Only some lines are wanted. Transcribe, exactly, the lines below from the line with "filename src/main_gui.rs" up to and including the line with "init_logging(&config);".

##### Data #####

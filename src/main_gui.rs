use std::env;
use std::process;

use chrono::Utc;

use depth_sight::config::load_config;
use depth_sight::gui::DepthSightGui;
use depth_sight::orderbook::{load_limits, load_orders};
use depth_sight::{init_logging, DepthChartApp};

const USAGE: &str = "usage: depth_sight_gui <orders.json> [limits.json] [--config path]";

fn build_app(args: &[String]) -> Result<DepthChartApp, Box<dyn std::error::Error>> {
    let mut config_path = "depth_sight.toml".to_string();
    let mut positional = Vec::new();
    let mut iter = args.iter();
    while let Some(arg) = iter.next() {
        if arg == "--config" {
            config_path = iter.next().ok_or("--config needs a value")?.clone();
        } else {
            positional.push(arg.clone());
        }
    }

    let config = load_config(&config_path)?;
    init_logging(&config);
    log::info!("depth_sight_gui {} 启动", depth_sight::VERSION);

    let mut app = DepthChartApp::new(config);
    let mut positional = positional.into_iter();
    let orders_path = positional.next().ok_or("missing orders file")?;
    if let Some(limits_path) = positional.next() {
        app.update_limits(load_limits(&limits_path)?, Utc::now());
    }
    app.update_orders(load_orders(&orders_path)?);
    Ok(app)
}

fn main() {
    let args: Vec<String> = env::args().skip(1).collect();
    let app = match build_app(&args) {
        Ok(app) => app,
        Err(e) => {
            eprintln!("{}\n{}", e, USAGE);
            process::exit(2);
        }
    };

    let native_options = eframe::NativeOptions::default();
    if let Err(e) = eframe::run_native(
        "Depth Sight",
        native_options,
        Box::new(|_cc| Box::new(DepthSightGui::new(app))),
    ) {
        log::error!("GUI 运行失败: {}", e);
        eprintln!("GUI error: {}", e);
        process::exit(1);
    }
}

#####
##### Data #####

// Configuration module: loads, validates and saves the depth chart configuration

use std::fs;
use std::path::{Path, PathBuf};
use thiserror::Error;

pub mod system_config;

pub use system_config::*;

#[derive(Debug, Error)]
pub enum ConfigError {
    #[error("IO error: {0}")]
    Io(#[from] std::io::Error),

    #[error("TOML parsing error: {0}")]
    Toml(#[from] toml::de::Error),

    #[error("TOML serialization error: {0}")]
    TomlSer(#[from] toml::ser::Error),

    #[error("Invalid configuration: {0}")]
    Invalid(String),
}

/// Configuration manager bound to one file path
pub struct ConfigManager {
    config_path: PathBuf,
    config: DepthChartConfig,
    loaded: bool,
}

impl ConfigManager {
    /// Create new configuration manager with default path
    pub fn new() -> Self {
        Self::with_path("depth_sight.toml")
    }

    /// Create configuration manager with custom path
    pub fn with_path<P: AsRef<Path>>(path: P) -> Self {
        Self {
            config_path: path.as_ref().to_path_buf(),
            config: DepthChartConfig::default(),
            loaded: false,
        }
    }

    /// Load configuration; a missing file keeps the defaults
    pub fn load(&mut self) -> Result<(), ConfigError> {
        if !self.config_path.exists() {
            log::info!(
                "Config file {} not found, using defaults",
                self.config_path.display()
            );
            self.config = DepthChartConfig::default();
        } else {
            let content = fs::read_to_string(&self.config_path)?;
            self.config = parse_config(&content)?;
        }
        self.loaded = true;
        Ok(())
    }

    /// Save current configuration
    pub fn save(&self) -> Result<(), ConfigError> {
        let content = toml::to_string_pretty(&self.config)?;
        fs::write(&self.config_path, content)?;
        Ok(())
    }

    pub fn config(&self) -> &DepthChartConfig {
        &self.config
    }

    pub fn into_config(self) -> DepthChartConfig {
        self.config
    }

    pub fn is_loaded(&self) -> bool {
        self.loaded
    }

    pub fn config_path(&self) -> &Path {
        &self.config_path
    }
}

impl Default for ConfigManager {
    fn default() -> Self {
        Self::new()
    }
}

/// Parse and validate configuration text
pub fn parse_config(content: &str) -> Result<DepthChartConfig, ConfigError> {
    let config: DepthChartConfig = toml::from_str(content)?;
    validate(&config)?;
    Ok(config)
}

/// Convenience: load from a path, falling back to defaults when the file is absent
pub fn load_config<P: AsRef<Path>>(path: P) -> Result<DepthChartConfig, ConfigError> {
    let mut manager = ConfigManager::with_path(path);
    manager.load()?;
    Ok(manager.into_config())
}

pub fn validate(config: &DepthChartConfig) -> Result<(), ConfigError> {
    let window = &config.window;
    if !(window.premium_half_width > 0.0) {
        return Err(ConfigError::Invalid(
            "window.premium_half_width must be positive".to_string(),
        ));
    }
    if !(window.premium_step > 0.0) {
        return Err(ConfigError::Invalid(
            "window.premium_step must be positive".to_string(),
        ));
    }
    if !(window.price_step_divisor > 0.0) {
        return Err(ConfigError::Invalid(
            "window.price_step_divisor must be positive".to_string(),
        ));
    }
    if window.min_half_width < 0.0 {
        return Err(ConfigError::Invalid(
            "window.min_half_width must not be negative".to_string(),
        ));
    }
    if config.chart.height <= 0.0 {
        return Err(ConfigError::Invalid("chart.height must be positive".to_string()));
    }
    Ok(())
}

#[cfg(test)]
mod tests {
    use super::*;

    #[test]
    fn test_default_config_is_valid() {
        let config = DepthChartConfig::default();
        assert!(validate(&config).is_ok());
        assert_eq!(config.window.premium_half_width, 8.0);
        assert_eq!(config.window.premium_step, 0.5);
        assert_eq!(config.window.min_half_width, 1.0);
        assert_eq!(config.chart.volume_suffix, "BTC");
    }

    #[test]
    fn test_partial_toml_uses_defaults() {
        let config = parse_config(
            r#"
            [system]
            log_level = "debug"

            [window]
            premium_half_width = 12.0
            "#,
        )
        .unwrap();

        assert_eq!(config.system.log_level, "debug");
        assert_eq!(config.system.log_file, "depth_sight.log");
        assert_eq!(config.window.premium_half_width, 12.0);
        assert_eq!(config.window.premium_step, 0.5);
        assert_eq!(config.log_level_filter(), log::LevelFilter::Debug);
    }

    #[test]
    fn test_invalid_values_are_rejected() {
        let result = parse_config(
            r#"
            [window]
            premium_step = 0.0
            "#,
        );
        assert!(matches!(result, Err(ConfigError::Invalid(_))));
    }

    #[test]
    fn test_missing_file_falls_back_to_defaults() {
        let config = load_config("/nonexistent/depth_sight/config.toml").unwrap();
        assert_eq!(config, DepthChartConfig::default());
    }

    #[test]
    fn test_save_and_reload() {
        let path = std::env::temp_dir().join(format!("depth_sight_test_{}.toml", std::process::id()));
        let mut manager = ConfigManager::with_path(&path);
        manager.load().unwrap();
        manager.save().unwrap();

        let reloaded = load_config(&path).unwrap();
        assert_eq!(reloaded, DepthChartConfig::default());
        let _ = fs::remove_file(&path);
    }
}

#####
##### Data #####

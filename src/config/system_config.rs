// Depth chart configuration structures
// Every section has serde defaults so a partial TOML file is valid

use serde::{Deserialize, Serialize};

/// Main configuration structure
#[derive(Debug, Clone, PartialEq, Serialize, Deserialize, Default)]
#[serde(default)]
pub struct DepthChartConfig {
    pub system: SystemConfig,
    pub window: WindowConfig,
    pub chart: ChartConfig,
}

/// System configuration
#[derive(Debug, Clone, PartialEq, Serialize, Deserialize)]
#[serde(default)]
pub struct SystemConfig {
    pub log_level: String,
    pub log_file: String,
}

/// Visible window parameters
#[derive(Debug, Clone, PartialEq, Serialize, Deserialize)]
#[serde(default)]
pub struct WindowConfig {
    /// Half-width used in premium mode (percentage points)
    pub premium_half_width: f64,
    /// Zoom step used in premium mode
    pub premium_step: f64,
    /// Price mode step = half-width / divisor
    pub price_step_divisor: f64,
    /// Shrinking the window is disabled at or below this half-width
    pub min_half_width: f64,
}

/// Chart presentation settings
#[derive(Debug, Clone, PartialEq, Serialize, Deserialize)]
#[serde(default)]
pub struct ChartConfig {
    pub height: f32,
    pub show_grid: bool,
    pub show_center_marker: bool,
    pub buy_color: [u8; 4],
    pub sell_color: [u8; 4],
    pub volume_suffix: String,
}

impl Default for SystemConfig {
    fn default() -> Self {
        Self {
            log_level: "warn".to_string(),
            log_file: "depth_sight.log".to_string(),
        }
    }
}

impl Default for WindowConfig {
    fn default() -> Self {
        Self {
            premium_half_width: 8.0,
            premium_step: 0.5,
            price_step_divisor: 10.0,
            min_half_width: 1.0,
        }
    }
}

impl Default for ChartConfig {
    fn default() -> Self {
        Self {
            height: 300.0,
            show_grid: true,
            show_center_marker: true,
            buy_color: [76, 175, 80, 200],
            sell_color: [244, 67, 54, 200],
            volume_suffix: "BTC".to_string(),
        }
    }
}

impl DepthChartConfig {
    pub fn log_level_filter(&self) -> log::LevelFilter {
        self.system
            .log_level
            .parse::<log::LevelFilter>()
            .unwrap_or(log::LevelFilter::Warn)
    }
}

#####

● **The answer**:
filename src/main_gui.rs
use std::env;
use std::process;

use chrono::Utc;

use depth_sight::config::load_config;
use depth_sight::gui::DepthSightGui;
use depth_sight::orderbook::{load_limits, load_orders};
use depth_sight::{init_logging, DepthChartApp};

const USAGE: &str = "usage: depth_sight_gui <orders.json> [limits.json] [--config path]";

fn build_app(args: &[String]) -> Result<DepthChartApp, Box<dyn std::error::Error>> {
    let mut config_path = "depth_sight.toml".to_string();
    let mut positional = Vec::new();
    let mut iter = args.iter();
    while let Some(arg) = iter.next() {
        if arg == "--config" {
            config_path = iter.next().ok_or("--config needs a value")?.clone();
        } else {
            positional.push(arg.clone());
        }
    }

    let config = load_config(&config_path)?;
    init_logging(&config);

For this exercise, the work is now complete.